This newsletter is my part of an ongoing conversation among colleagues who’ve had a rough week. I share two or three pieces of the puzzle that feel are most important, hazard a guess about what to expect next, and offer at least one useful thing to do.
Hello friends,
We have been worried about academic freedom since January. And this week, after months of advocacy by community colleges, then Wesleyan, Georgetown, and Princeton, it feels like we may be at a tipping point. On Monday, Harvard rejected the administration’s list of demands, earning a surge in donations, as well as support from former President Obama, faculty at Yale, and the president and provost of Stanford.
It’s making me think about a certain kind of movie scene that always gets me: at the last moment, when all hope seems lost, impossible odds are overcome after more heroes arrive to join the fight. Whether it’s T'Challa stepping out of that golden portal as the Avengers assemble or Gandalf arriving at first light on the fifth day, this trope is oh-so-familiar if still somehow exhilarating. But I have little time for superheroes or wizards right now. I am not willing to pin my hopes on the highest-powered attorneys of the wealthiest institutions in the world.
Instead, I keep thinking about Casablanca. More than anything else, it’s the scene where the patrons in Rick’s Cafe sing La Marseillaise. I remember that Casablanca was filmed in the summer of 1942, a summer that is hard for me to imagine. The American government was launching the Manhattan Project. The German government was beginning to systematically gas Jewish people at Auschwitz. And on the Casablanca set, nearly all of the cast and extras were refugees fleeing Nazi-occupied Europe. In many ways, they were the lucky ones. “Lucky” to have survived imprisonment and concentration camps. Lucky their scramble for visas worked out. Watch them as they sing - the actors, not their characters - many are crying. “Aux armes, citoyens, formez vos bataillons.” They don’t know what the outcome will be, only what the fight is for.

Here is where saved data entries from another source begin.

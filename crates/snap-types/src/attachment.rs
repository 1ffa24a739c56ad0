use serde::{Deserialize, Serialize};

/// A named blob of bytes attached to a verification report.
///
/// Attachments carry the artifacts a reporter may want to surface next to a
/// failure message: the rendered patch, the rejected candidate, and so on.
#[derive(Clone, Debug, PartialEq, Eq, Serialize, Deserialize)]
pub struct NamedBytes {
    /// Attachment name, e.g. `"difference.patch"`.
    pub name: String,
    /// Raw attachment content.
    pub data: Vec<u8>,
}

impl NamedBytes {
    pub fn new(name: impl Into<String>, data: impl Into<Vec<u8>>) -> Self {
        Self {
            name: name.into(),
            data: data.into(),
        }
    }

    /// Convenience constructor for UTF-8 text attachments.
    pub fn text(name: impl Into<String>, text: impl AsRef<str>) -> Self {
        Self::new(name, text.as_ref().as_bytes().to_vec())
    }

    pub fn len(&self) -> usize {
        self.data.len()
    }

    pub fn is_empty(&self) -> bool {
        self.data.is_empty()
    }
}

This was week 13. Let’s face it together.
The government continues to be hollowed out and weaponized. Science and higher ed are most impacted by staffing cuts, funding cuts, and a wicked combination of censorship and disinformation.
The administration seems to be moving to strip some climate and environment nonprofits of their tax-exempt status next week. The rumors suggest the actions would be scheduled for Earth Day (Tuesday), and would also target specific funders. Expect immediate legal challenges if that happens. An even more frightening prospect for Tuesday has to do with the upcoming report weighing in on whether the President should invoke the Insurrection Act.
I think the best way to cope with the uncertainty and anxiety of these unknowns is to do what you can. There are more protests and days of action happening across the country. If you feel drawn to in-person gatherings, start local. Your university AAUP, SURJ chapter, or Indivisible group is almost certainly looking for your support. And support is needed in so many ways - sometimes it’s showing up, sometimes it’s speaking up. Maybe you focus on explaining to the community what actions leadership is taking, or maybe you activate alumni networks, like MIT president Sally Kornbluth did this week.
Since I started writing this debrief a few hours ago, the administration has characterized the letter it sent to Harvard last week as an “unauthorized” mistake. Despite claiming that the letter should not have been sent, the administration has not withdrawn it. Rather, it has moved ahead on attempting to freeze $2.2 billion in grants and revoke the university’s tax-exempt status, while simultaneously describing the school's response as an “overblown… victimhood campaign.”
This particular form of rhetoric pushes me to my limit, so I’ll keep this short and say: we need to take care of ourselves and each other, while we figure out how to rebuke and rebuff the daily onslaught. Care can take all kinds of forms, but mental health is an urgent priority for many people in my circles. Whether you spend half an hour exploring the evidence-based approach to reducing stigma within academia offered by Dragonfly Mental Health, commit to an intensive Psychological First Aid module, or choose something entirely different, it’s clear that we must focus on the long haul.
To do that, I invite you to join me for one or both of our new regular events. These are every Monday at 7-8 pm ET / 4-5pm PT.
We can’t know what the outcome will be, only what the fight is for. So in the meantime, keep singing.